New fraudulent sellers started to drastically rise as Christmas approached, but since have been on a steady decline. That’s one part thanks to Amazon doing a better job preventing this, but somewhat also impacted by lesser importance of getting products fast because it is not Christmas anymore.
Most of those sellers have followed a standard playbook - create a new account with hundreds of thousands of products, all listed at hard-to-believe prices (sometimes all products with the same price), and then hope to get as many sales with indicated 2-4 week shipping time before Amazon notices. This is an easily recognizable pattern and Amazon is making it harder to do the same thing - new sellers are going to be unable to list unlimited number of products the moment they join, and will instead have to prove themselves first.
New sellers now tend to get asked to provide: “utility bill with name and address visible, business license, If you have active listings, include copies of invoices, receipts, contracts or delivery orders from your supplier issued in the last 90 days.” This additional verification process makes it harder to keep creating new seller accounts.
Another common scam is asking customers to contact the seller outside of Amazon. By having a note in the seller name, description or product condition field the sellers get customers to email them directly, opening up all sorts of phishing possibilities. Amazon is monitoring seller names more agressively, and have recently also put a stop on the product condition field:
Condition notes are no longer accepted for new products
2 Feb 2017Effective 22 February 2017, the Condition Note attribute will be disabled for all new products. If you do have new products listed with condition notes, the condition notes will be removed from the offer listing page. You can still continue to use the Condition Note attribute for all other product conditions.
This is a very important issue to get under control because so far the best advice for customers has been - avoid new sellers. It’s very unlikely a brand new seller is able to get better pricing than existing sellers, so chances are it is a scam. Yet this makes it harder for legitimate new sellers to join the platform. Furthermore, more and more customers are learning not to trust sellers not offering Prime. So sellers doing their own fulfillment are going to have a harder time getting sales, even when they offer better price.

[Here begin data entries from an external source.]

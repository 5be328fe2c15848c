use std::cmp::Ordering;

use coal_core::{Value, ValueKind};

#[test]
fn numeric_conversion_covers_int_and_real() {
    assert_eq!(Value::Int(1900).to_f64(), Some(1900.0));
    assert_eq!(Value::Real(0.9).to_f64(), Some(0.9));
    assert_eq!(Value::Bool(true).to_f64(), None);
    assert!(ValueKind::Int.is_numeric());
    assert!(!ValueKind::Bool.is_numeric());
}

#[test]
fn total_order_is_defined_within_and_across_kinds() {
    assert_eq!(Value::Int(2).total_cmp(&Value::Int(3)), Ordering::Less);
    assert_eq!(Value::Bool(false).total_cmp(&Value::Bool(true)), Ordering::Less);
    assert_eq!(
        Value::Real(f64::NAN).total_cmp(&Value::Real(f64::NAN)),
        Ordering::Equal
    );
    assert_eq!(Value::Int(99).total_cmp(&Value::Real(0.0)), Ordering::Less);
}
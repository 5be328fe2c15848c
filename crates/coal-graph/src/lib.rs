#![deny(missing_docs)]
//! Probabilistic computation graph for the changepoint engine.
//!
//! A [`ModelGraph`] is a flat arena of tagged vertices (constants, latent
//! distributions, deterministic operators and observed likelihoods) linked by
//! integer parent indices. [`BayesianNetwork::assemble`] extracts the
//! connected component around a set of vertices, partitions it by role and
//! derives a topological order. The per-chain values live in a separate
//! [`NetworkState`] so the graph itself never changes while sampling.

mod dispatch;
mod graph;
mod hash;
mod network;
mod serialization;
mod state;
mod vertex;

pub use dispatch::{
    evaluate, exponential_log_density, ln_factorial, log_probability, poisson_log_mass,
    propose_neighbor, sample_from_prior, ProposalTuning,
};
pub use graph::ModelGraph;
pub use hash::canonical_hash;
pub use network::BayesianNetwork;
pub use serialization::{graph_from_json, graph_to_json};
pub use state::{NetworkState, Undo};
pub use vertex::{Role, VertexKind, VertexRecord};
use coal_core::errors::{CoalError, ErrorInfo};
use coal_core::{Value, VertexId};
use coal_graph::{BayesianNetwork, ModelGraph};
use coal_mcmc::{run_chains, PosteriorRun, RunSummary, SamplerConfig};
use serde::{Deserialize, Serialize};
use tracing::{debug, info};

use crate::data::DisasterData;

const SWITCHPOINT: &str = "switchpoint";
const EARLY_RATE: &str = "early_rate";
const LATE_RATE: &str = "late_rate";

/// Vertices built for a single observed year.
#[derive(Debug, Clone, Copy, PartialEq, Eq)]
pub struct YearObservation {
    /// Calendar year.
    pub year: i64,
    /// Real-valued rate selected for the year.
    pub rate: VertexId,
    /// Observed Poisson count.
    pub count: VertexId,
}

/// Two-regime Poisson model with an unknown switch year.
///
/// Year `y` uses the early rate iff `switchpoint > y`, so the switch year
/// itself already belongs to the late regime. The switchpoint is uniform over
/// the inclusive year range.
#[derive(Debug, Clone)]
pub struct SwitchpointModel {
    graph: ModelGraph,
    switchpoint: VertexId,
    early_rate: VertexId,
    late_rate: VertexId,
    observations: Vec<YearObservation>,
}

/// Posterior summary of a switchpoint run.
#[derive(Debug, Clone, PartialEq, Serialize, Deserialize)]
pub struct SwitchpointPosterior {
    /// Most frequent switchpoint among the retained samples.
    pub switch_year: i64,
    /// Posterior mean of the early rate.
    pub early_rate_mean: f64,
    /// Posterior mean of the late rate.
    pub late_rate_mean: f64,
    /// Sampler summary of the run.
    pub summary: RunSummary,
}

impl SwitchpointModel {
    /// Builds the model graph for `data`, observing every year of its range.
    pub fn new(data: &DisasterData) -> Result<Self, CoalError> {
        data.validate()?;
        let mut graph = ModelGraph::new();
        let start = graph.constant_int(data.start_year);
        let end = graph.constant_int(data.end_year + 1);
        let switchpoint = graph.uniform_int(start, end)?;
        graph.set_label(switchpoint, SWITCHPOINT)?;

        let prior_rate = graph.constant_real(1.0);
        let early_rate = graph.exponential(prior_rate)?;
        graph.set_label(early_rate, EARLY_RATE)?;
        let late_rate = graph.exponential(prior_rate)?;
        graph.set_label(late_rate, LATE_RATE)?;

        let mut observations = Vec::with_capacity(data.year_count());
        for (year, count) in data.years() {
            let year_vertex = graph.constant_int(year);
            let early = graph.greater_than(switchpoint, year_vertex)?;
            let selected = graph.if_then_else(early, early_rate, late_rate)?;
            let rate = graph.cast_to_real(selected)?;
            let count_vertex = graph.poisson(rate)?;
            graph.observe(count_vertex, Value::Int(count as i64))?;
            graph.set_label(count_vertex, format!("count_{year}"))?;
            observations.push(YearObservation {
                year,
                rate,
                count: count_vertex,
            });
        }
        debug!(
            start_year = data.start_year,
            end_year = data.end_year,
            vertices = graph.len(),
            "built switchpoint model"
        );
        Ok(Self {
            graph,
            switchpoint,
            early_rate,
            late_rate,
            observations,
        })
    }

    /// The underlying model graph.
    pub fn graph(&self) -> &ModelGraph {
        &self.graph
    }

    /// Uniform switch year vertex.
    pub fn switchpoint(&self) -> VertexId {
        self.switchpoint
    }

    /// Rate used before the switch year.
    pub fn early_rate(&self) -> VertexId {
        self.early_rate
    }

    /// Rate used from the switch year onwards.
    pub fn late_rate(&self) -> VertexId {
        self.late_rate
    }

    /// Per-year vertices in ascending year order.
    pub fn observations(&self) -> &[YearObservation] {
        &self.observations
    }

    /// Assembles the network around the switchpoint.
    pub fn network(&self) -> Result<BayesianNetwork<'_>, CoalError> {
        BayesianNetwork::assemble(&self.graph, &[self.switchpoint])
    }

    /// Samples the posterior with `config.chains` chains and keeps the
    /// post-processed samples.
    pub fn sample(&self, config: &SamplerConfig) -> Result<PosteriorRun, CoalError> {
        let network = self.network()?;
        run_chains(&network, config)
    }

    /// Samples the posterior and summarises the switch year and both rates.
    pub fn run(&self, config: &SamplerConfig) -> Result<SwitchpointPosterior, CoalError> {
        let posterior = self.sample(config)?;
        let switch_year = posterior.samples.mode(self.switchpoint)?.as_int().ok_or_else(|| {
            CoalError::Samples(
                ErrorInfo::new("kind-mismatch", "switchpoint samples are not integers")
                    .with_context("vertex", self.switchpoint),
            )
        })?;
        let early_rate_mean = posterior.samples.mean(self.early_rate)?;
        let late_rate_mean = posterior.samples.mean(self.late_rate)?;
        info!(switch_year, early_rate_mean, late_rate_mean, "switchpoint posterior");
        Ok(SwitchpointPosterior {
            switch_year,
            early_rate_mean,
            late_rate_mean,
            summary: posterior.summary,
        })
    }
}
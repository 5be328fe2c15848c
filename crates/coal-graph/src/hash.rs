use coal_core::Value;
use sha2::{Digest, Sha256};

use crate::graph::ModelGraph;

/// Computes the canonical structural hash of a graph description.
///
/// Covers kinds, parent slots, value kinds, labels and observations in arena
/// order, so two graphs built by the same sequence of calls hash equally.
pub fn canonical_hash(graph: &ModelGraph) -> String {
    let mut hasher = Sha256::new();
    hasher.update((graph.len() as u64).to_le_bytes());
    for record in graph.records() {
        hasher.update(record.kind.name().as_bytes());
        let parents = record.kind.parents();
        hasher.update((parents.len() as u64).to_le_bytes());
        for parent in parents {
            hasher.update(parent.as_raw().to_le_bytes());
        }
        if let crate::VertexKind::Constant { value } = record.kind {
            update_value(&value, &mut hasher);
        }
        hasher.update(record.value_kind.as_str().as_bytes());
        match &record.label {
            Some(label) => {
                hasher.update(b"label:some");
                hasher.update((label.len() as u64).to_le_bytes());
                hasher.update(label.as_bytes());
            }
            None => hasher.update(b"label:none"),
        }
        match &record.observation {
            Some(value) => {
                hasher.update(b"observation:some");
                update_value(value, &mut hasher);
            }
            None => hasher.update(b"observation:none"),
        }
    }
    format!("{:x}", hasher.finalize())
}

fn update_value(value: &Value, hasher: &mut Sha256) {
    match value {
        Value::Int(v) => {
            hasher.update(b"int");
            hasher.update(v.to_le_bytes());
        }
        Value::Real(v) => {
            hasher.update(b"real");
            hasher.update(v.to_bits().to_le_bytes());
        }
        Value::Bool(v) => {
            hasher.update(b"bool");
            hasher.update([u8::from(*v)]);
        }
    }
}
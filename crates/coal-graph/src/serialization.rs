use coal_core::errors::{CoalError, ErrorInfo};
use serde::{Deserialize, Serialize};

use crate::graph::ModelGraph;
use crate::vertex::VertexRecord;

const SCHEMA_VERSION: u32 = 1;

/// Serializes the graph description to a JSON string.
pub fn graph_to_json(graph: &ModelGraph) -> Result<String, CoalError> {
    let serializable = SerializableGraph {
        schema_version: SCHEMA_VERSION,
        vertices: graph.records().to_vec(),
    };
    serde_json::to_string_pretty(&serializable)
        .map_err(|err| CoalError::Serde(ErrorInfo::new("serialize-json", err.to_string())))
}

/// Restores a graph description from a JSON string.
///
/// Parent references, value kinds, labels and observations are validated.
/// Directed cycles are left for [`BayesianNetwork::assemble`](crate::BayesianNetwork::assemble) to report.
pub fn graph_from_json(json: &str) -> Result<ModelGraph, CoalError> {
    let serializable: SerializableGraph = serde_json::from_str(json)
        .map_err(|err| CoalError::Serde(ErrorInfo::new("deserialize-json", err.to_string())))?;
    if serializable.schema_version != SCHEMA_VERSION {
        return Err(CoalError::Serde(
            ErrorInfo::new("schema-version", "unsupported graph schema version")
                .with_context("found", serializable.schema_version)
                .with_context("expected", SCHEMA_VERSION),
        ));
    }
    ModelGraph::from_records(serializable.vertices)
}

#[derive(Debug, Serialize, Deserialize)]
struct SerializableGraph {
    schema_version: u32,
    vertices: Vec<VertexRecord>,
}
use coal_core::{RngHandle, Value, VertexId};
use coal_graph::{BayesianNetwork, ModelGraph, NetworkState, ProposalTuning, Undo};

fn model() -> (ModelGraph, VertexId, VertexId, VertexId) {
    let mut graph = ModelGraph::new();
    let low = graph.constant_int(0);
    let high = graph.constant_int(10);
    let switchpoint = graph.uniform_int(low, high).unwrap();
    let five = graph.constant_int(5);
    let before = graph.greater_than(switchpoint, five).unwrap();
    let early = graph.constant_real(3.0);
    let late = graph.constant_real(0.5);
    let rate = graph.if_then_else(before, early, late).unwrap();
    let count = graph.poisson(rate).unwrap();
    graph.observe(count, Value::Int(2)).unwrap();
    (graph, switchpoint, rate, count)
}

#[test]
fn apply_recomputes_descendants_and_rollback_restores_them() {
    let (graph, switchpoint, rate, _) = model();
    let network = BayesianNetwork::assemble(&graph, &[switchpoint]).unwrap();
    let mut state = NetworkState::initialise(&network, &mut RngHandle::from_seed(11)).unwrap();
    let mut undo = Undo::new();

    state.apply(&network, switchpoint, Value::Int(9), &mut undo).unwrap();
    assert_eq!(state.value(rate), Some(Value::Real(3.0)));
    state.apply(&network, switchpoint, Value::Int(2), &mut undo).unwrap();
    assert_eq!(state.value(rate), Some(Value::Real(0.5)));
    let log_prob_low = state.log_joint(&network).unwrap();

    state.apply(&network, switchpoint, Value::Int(7), &mut undo).unwrap();
    assert_eq!(state.value(rate), Some(Value::Real(3.0)));
    state.rollback(&mut undo);
    assert!(undo.is_empty());
    assert_eq!(state.value(switchpoint), Some(Value::Int(2)));
    assert_eq!(state.value(rate), Some(Value::Real(0.5)));
    assert_eq!(state.log_joint(&network).unwrap(), log_prob_low);
}

#[test]
fn apply_rejects_non_latent_targets_and_wrong_kinds() {
    let (graph, switchpoint, rate, count) = model();
    let network = BayesianNetwork::assemble(&graph, &[switchpoint]).unwrap();
    let mut state = NetworkState::initialise(&network, &mut RngHandle::from_seed(5)).unwrap();
    let mut undo = Undo::new();

    assert_eq!(
        state.apply(&network, count, Value::Int(1), &mut undo).unwrap_err().code(),
        "not-latent"
    );
    assert_eq!(
        state.apply(&network, rate, Value::Real(1.0), &mut undo).unwrap_err().code(),
        "not-latent"
    );
    assert_eq!(
        state.apply(&network, switchpoint, Value::Real(1.0), &mut undo).unwrap_err().code(),
        "kind-mismatch"
    );
}

#[test]
fn initialisation_is_reproducible() {
    let (graph, switchpoint, _, _) = model();
    let network = BayesianNetwork::assemble(&graph, &[switchpoint]).unwrap();
    let a = NetworkState::initialise(&network, &mut RngHandle::from_seed(99)).unwrap();
    let b = NetworkState::initialise(&network, &mut RngHandle::from_seed(99)).unwrap();
    assert_eq!(a, b);

    let tuning = ProposalTuning::default();
    let pa = a.propose(&network, switchpoint, &mut RngHandle::from_seed(3), &tuning).unwrap();
    let pb = b.propose(&network, switchpoint, &mut RngHandle::from_seed(3), &tuning).unwrap();
    assert_eq!(pa, pb);
}
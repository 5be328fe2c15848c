//! Structured error types shared across coal crates.

use std::collections::BTreeMap;
use std::fmt::{self, Display};

use serde::{Deserialize, Serialize};
use thiserror::Error;

/// Structured payload attached to every [`CoalError`] variant.
#[derive(Debug, Clone, PartialEq, Eq, Serialize, Deserialize)]
pub struct ErrorInfo {
    /// Stable machine readable error code.
    pub code: String,
    /// Human readable diagnostic message.
    pub message: String,
    /// Contextual key value pairs (vertex ids, labels, sizes, years).
    #[serde(default)]
    pub context: BTreeMap<String, String>,
    /// Optional hint that may help the caller resolve the issue.
    #[serde(skip_serializing_if = "Option::is_none")]
    pub hint: Option<String>,
}

impl ErrorInfo {
    /// Creates a new error payload with the provided code and message.
    pub fn new(code: impl Into<String>, message: impl Into<String>) -> Self {
        Self {
            code: code.into(),
            message: message.into(),
            context: BTreeMap::new(),
            hint: None,
        }
    }

    /// Adds a context entry to the payload.
    pub fn with_context(mut self, key: impl Into<String>, value: impl ToString) -> Self {
        self.context.insert(key.into(), value.to_string());
        self
    }

    /// Sets a human readable hint for remediation.
    pub fn with_hint(mut self, hint: impl Into<String>) -> Self {
        self.hint = Some(hint.into());
        self
    }
}

/// Canonical error type for the changepoint engine.
#[derive(Debug, Clone, PartialEq, Eq, Serialize, Deserialize, Error)]
#[serde(tag = "family", content = "detail")]
pub enum CoalError {
    /// Structural errors in the vertex graph or its network partition.
    #[error("graph error: {0}")]
    Graph(ErrorInfo),
    /// Invariant violations detected while sampling.
    #[error("sampler error: {0}")]
    Sampler(ErrorInfo),
    /// Invalid post-processing requests on a sample store.
    #[error("samples error: {0}")]
    Samples(ErrorInfo),
    /// Observed data that does not satisfy the input contract.
    #[error("data error: {0}")]
    Data(ErrorInfo),
    /// Invalid run configuration.
    #[error("config error: {0}")]
    Config(ErrorInfo),
    /// Serialization and parsing errors.
    #[error("serde error: {0}")]
    Serde(ErrorInfo),
}

impl Display for ErrorInfo {
    fn fmt(&self, f: &mut fmt::Formatter<'_>) -> fmt::Result {
        write!(f, "{} (code: {})", self.message, self.code)?;
        if !self.context.is_empty() {
            write!(f, " | context: [")?;
            for (idx, (key, value)) in self.context.iter().enumerate() {
                if idx > 0 {
                    write!(f, ", ")?;
                }
                write!(f, "{key}={value}")?;
            }
            write!(f, "]")?;
        }
        if let Some(hint) = &self.hint {
            write!(f, " | hint: {hint}")?;
        }
        Ok(())
    }
}

impl CoalError {
    /// Returns a reference to the payload describing the error.
    pub fn info(&self) -> &ErrorInfo {
        match self {
            CoalError::Graph(info)
            | CoalError::Sampler(info)
            | CoalError::Samples(info)
            | CoalError::Data(info)
            | CoalError::Config(info)
            | CoalError::Serde(info) => info,
        }
    }

    /// Returns the stable error code of the payload.
    pub fn code(&self) -> &str {
        &self.info().code
    }

    /// Adds a context entry to the payload, keeping the error family.
    pub fn with_context(self, key: impl Into<String>, value: impl ToString) -> Self {
        match self {
            CoalError::Graph(info) => CoalError::Graph(info.with_context(key, value)),
            CoalError::Sampler(info) => CoalError::Sampler(info.with_context(key, value)),
            CoalError::Samples(info) => CoalError::Samples(info.with_context(key, value)),
            CoalError::Data(info) => CoalError::Data(info.with_context(key, value)),
            CoalError::Config(info) => CoalError::Config(info.with_context(key, value)),
            CoalError::Serde(info) => CoalError::Serde(info.with_context(key, value)),
        }
    }
}
use std::collections::BTreeMap;
use std::path::Path;

use coal_core::errors::{CoalError, ErrorInfo};
use coal_model::DisasterData;
use csv::ReaderBuilder;
use serde::Deserialize;
use tracing::debug;

#[derive(Debug, Deserialize)]
struct CountRow {
    year: i64,
    count: u64,
}

/// Reads `year,count` rows and restricts them to the requested range.
///
/// Missing bounds default to the earliest and latest year in the file.
pub fn load_counts(path: &Path, start: Option<i64>, end: Option<i64>) -> Result<DisasterData, CoalError> {
    let mut reader = ReaderBuilder::new()
        .has_headers(true)
        .trim(csv::Trim::All)
        .from_path(path)
        .map_err(|err| wrap_csv("data-open", err).with_context("path", path.display()))?;

    let mut counts = BTreeMap::new();
    for (line, row) in reader.deserialize::<CountRow>().enumerate() {
        let row = row.map_err(|err| {
            wrap_csv("data-parse", err)
                .with_context("path", path.display())
                .with_context("row", line + 1)
        })?;
        if counts.insert(row.year, row.count).is_some() {
            return Err(CoalError::Data(
                ErrorInfo::new("duplicate-year", "year appears more than once")
                    .with_context("path", path.display())
                    .with_context("year", row.year),
            ));
        }
    }

    let mut data = DisasterData::spanning(counts).ok_or_else(|| {
        CoalError::Data(ErrorInfo::new("empty-data", "no count rows found").with_context("path", path.display()))
    })?;
    if let Some(start) = start {
        data.start_year = start;
    }
    if let Some(end) = end {
        data.end_year = end;
    }
    debug!(start_year = data.start_year, end_year = data.end_year, rows = data.counts.len(), "loaded counts");
    data.validate()?;
    Ok(data)
}

fn wrap_csv(code: &str, err: csv::Error) -> CoalError {
    CoalError::Data(ErrorInfo::new(code, "failed to read count CSV").with_hint(err.to_string()))
}

#[cfg(test)]
mod tests {
    use std::io::Write;

    use super::*;

    fn csv_file(contents: &str) -> tempfile::NamedTempFile {
        let mut file = tempfile::NamedTempFile::new().unwrap();
        file.write_all(contents.as_bytes()).unwrap();
        file
    }

    #[test]
    fn bounds_default_to_the_file_range() {
        let file = csv_file("year,count\n1851,4\n1852, 5\n1853,4\n");
        let data = load_counts(file.path(), None, None).unwrap();
        assert_eq!((data.start_year, data.end_year), (1851, 1853));
        assert_eq!(data.counts.get(&1852), Some(&5));
    }

    #[test]
    fn explicit_bounds_narrow_the_range() {
        let file = csv_file("year,count\n1851,4\n1852,5\n1853,4\n");
        let data = load_counts(file.path(), Some(1852), Some(1852)).unwrap();
        assert_eq!(data.years().collect::<Vec<_>>(), vec![(1852, 5)]);
    }

    #[test]
    fn gaps_inside_the_range_are_rejected() {
        let file = csv_file("year,count\n1851,4\n1853,4\n");
        let err = load_counts(file.path(), None, None).unwrap_err();
        assert_eq!(err.code(), "missing-year");
    }

    #[test]
    fn malformed_rows_report_their_position() {
        let file = csv_file("year,count\n1851,4\n1852,-1\n");
        match load_counts(file.path(), None, None).unwrap_err() {
            CoalError::Data(info) => {
                assert_eq!(info.code, "data-parse");
                assert_eq!(info.context.get("row").map(String::as_str), Some("2"));
            }
            other => panic!("unexpected error {other:?}"),
        }
    }

    #[test]
    fn duplicate_years_and_empty_files_are_rejected() {
        let file = csv_file("year,count\n1851,4\n1851,5\n");
        assert_eq!(load_counts(file.path(), None, None).unwrap_err().code(), "duplicate-year");
        let file = csv_file("year,count\n");
        assert_eq!(load_counts(file.path(), None, None).unwrap_err().code(), "empty-data");
    }
}
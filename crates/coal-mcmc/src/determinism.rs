use coal_core::derive_substream_seed;

/// Derives the seed of chain `chain_index`.
///
/// Chain zero uses the master seed itself, so a single-chain run is
/// reproducible from the configured seed alone.
pub fn chain_seed(master_seed: u64, chain_index: usize) -> u64 {
    if chain_index == 0 {
        master_seed
    } else {
        derive_substream_seed(master_seed, chain_index as u64)
    }
}
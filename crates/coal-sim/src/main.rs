use std::error::Error;

use clap::{Parser, Subcommand};
use commands::run::{self, RunArgs};
use tracing_subscriber::EnvFilter;

mod commands;
mod data;

#[derive(Parser, Debug)]
#[command(name = "coal-sim", about = "Bayesian switchpoint inference over yearly counts")]
struct Cli {
    #[command(subcommand)]
    command: Command,
}

#[derive(Subcommand, Debug)]
enum Command {
    /// Sample the switchpoint posterior of a CSV of yearly counts.
    Run(RunArgs),
}

fn main() -> Result<(), Box<dyn Error>> {
    let filter = EnvFilter::try_from_default_env().unwrap_or_else(|_| EnvFilter::new("warn"));
    tracing_subscriber::fmt()
        .with_env_filter(filter)
        .with_writer(std::io::stderr)
        .init();

    let cli = Cli::parse();
    match cli.command {
        Command::Run(args) => run::run(&args),
    }
}
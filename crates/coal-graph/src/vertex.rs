use coal_core::{Value, ValueKind, VertexId};
use serde::{Deserialize, Serialize};

/// Role of a vertex within a network, derived from its kind and observation.
#[derive(Debug, Clone, Copy, PartialEq, Eq, PartialOrd, Ord, Hash, Serialize, Deserialize)]
#[serde(rename_all = "lowercase")]
pub enum Role {
    /// Unobserved probabilistic vertex whose value is sampled.
    Latent,
    /// Probabilistic vertex fixed to a measured value.
    Observed,
    /// Vertex computed purely from its parents.
    Deterministic,
    /// Fixed value without parents.
    Constant,
}

/// Distribution or operator tag of a vertex together with its parent slots.
#[derive(Debug, Clone, Copy, PartialEq, Serialize, Deserialize)]
#[serde(tag = "type", rename_all = "kebab-case")]
pub enum VertexKind {
    /// Fixed value with zero log probability.
    Constant {
        /// Value held by the vertex.
        value: Value,
    },
    /// Integer uniformly distributed over `[low, high)`.
    UniformInt {
        /// Inclusive lower bound.
        low: VertexId,
        /// Exclusive upper bound.
        high: VertexId,
    },
    /// Positive real with density `rate * exp(-rate * x)`.
    Exponential {
        /// Rate parameter.
        rate: VertexId,
    },
    /// Non-negative count with mass `rate^k * exp(-rate) / k!`.
    Poisson {
        /// Rate parameter.
        rate: VertexId,
    },
    /// Boolean `lhs > rhs`.
    GreaterThan {
        /// Left operand.
        lhs: VertexId,
        /// Right operand.
        rhs: VertexId,
    },
    /// Selects `then` when `condition` holds, `otherwise` when it does not.
    If {
        /// Boolean selector.
        condition: VertexId,
        /// Value used when the condition is true.
        then: VertexId,
        /// Value used when the condition is false.
        otherwise: VertexId,
    },
    /// Converts a numeric parent to a real.
    CastToReal {
        /// Numeric input.
        input: VertexId,
    },
}

impl VertexKind {
    /// Returns the ordered parent list of the vertex.
    pub fn parents(&self) -> Vec<VertexId> {
        match *self {
            VertexKind::Constant { .. } => Vec::new(),
            VertexKind::UniformInt { low, high } => vec![low, high],
            VertexKind::Exponential { rate } | VertexKind::Poisson { rate } => vec![rate],
            VertexKind::GreaterThan { lhs, rhs } => vec![lhs, rhs],
            VertexKind::If {
                condition,
                then,
                otherwise,
            } => vec![condition, then, otherwise],
            VertexKind::CastToReal { input } => vec![input],
        }
    }

    /// Returns whether the vertex carries an intrinsic distribution.
    pub fn is_probabilistic(&self) -> bool {
        matches!(
            self,
            VertexKind::UniformInt { .. } | VertexKind::Exponential { .. } | VertexKind::Poisson { .. }
        )
    }

    /// Returns whether the vertex is a deterministic function of its parents.
    pub fn is_deterministic(&self) -> bool {
        matches!(
            self,
            VertexKind::GreaterThan { .. } | VertexKind::If { .. } | VertexKind::CastToReal { .. }
        )
    }

    /// Returns a stable name for diagnostics and hashing.
    pub fn name(&self) -> &'static str {
        match self {
            VertexKind::Constant { .. } => "constant",
            VertexKind::UniformInt { .. } => "uniform-int",
            VertexKind::Exponential { .. } => "exponential",
            VertexKind::Poisson { .. } => "poisson",
            VertexKind::GreaterThan { .. } => "greater-than",
            VertexKind::If { .. } => "if",
            VertexKind::CastToReal { .. } => "cast-to-real",
        }
    }
}

/// Static description of a vertex stored in the graph arena.
#[derive(Debug, Clone, PartialEq, Serialize, Deserialize)]
pub struct VertexRecord {
    /// Distribution or operator tag.
    pub kind: VertexKind,
    /// Type of the values the vertex holds.
    pub value_kind: ValueKind,
    /// Optional human readable label.
    #[serde(default, skip_serializing_if = "Option::is_none")]
    pub label: Option<String>,
    /// Observed value, if the vertex is evidence.
    #[serde(default, skip_serializing_if = "Option::is_none")]
    pub observation: Option<Value>,
}

impl VertexRecord {
    /// Returns the role implied by the kind and observation.
    pub fn role(&self) -> Role {
        match self.kind {
            VertexKind::Constant { .. } => Role::Constant,
            kind if kind.is_deterministic() => Role::Deterministic,
            _ if self.observation.is_some() => Role::Observed,
            _ => Role::Latent,
        }
    }
}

In the Why Amazon Buy Box Is Not the Lowest Price piece we wrote that Amazon has been solving this issue by giving the buy box to a seller they trust, ignoring the absolute lowest price ones if they weren’t sure about them. However many customers have been ignoring this and overriding it by picking the lowest price forget all buying advice. Thus we can foresee that there are going to be some Amazon.com website changes to better protect customers.
For Amazon this is an issue of managing customer experience, but for the marketplace as a whole it’s about controlling the chaos scam sellers bring. We’ve been monitoring this issue for a while now, and are delighted that it has improved lately.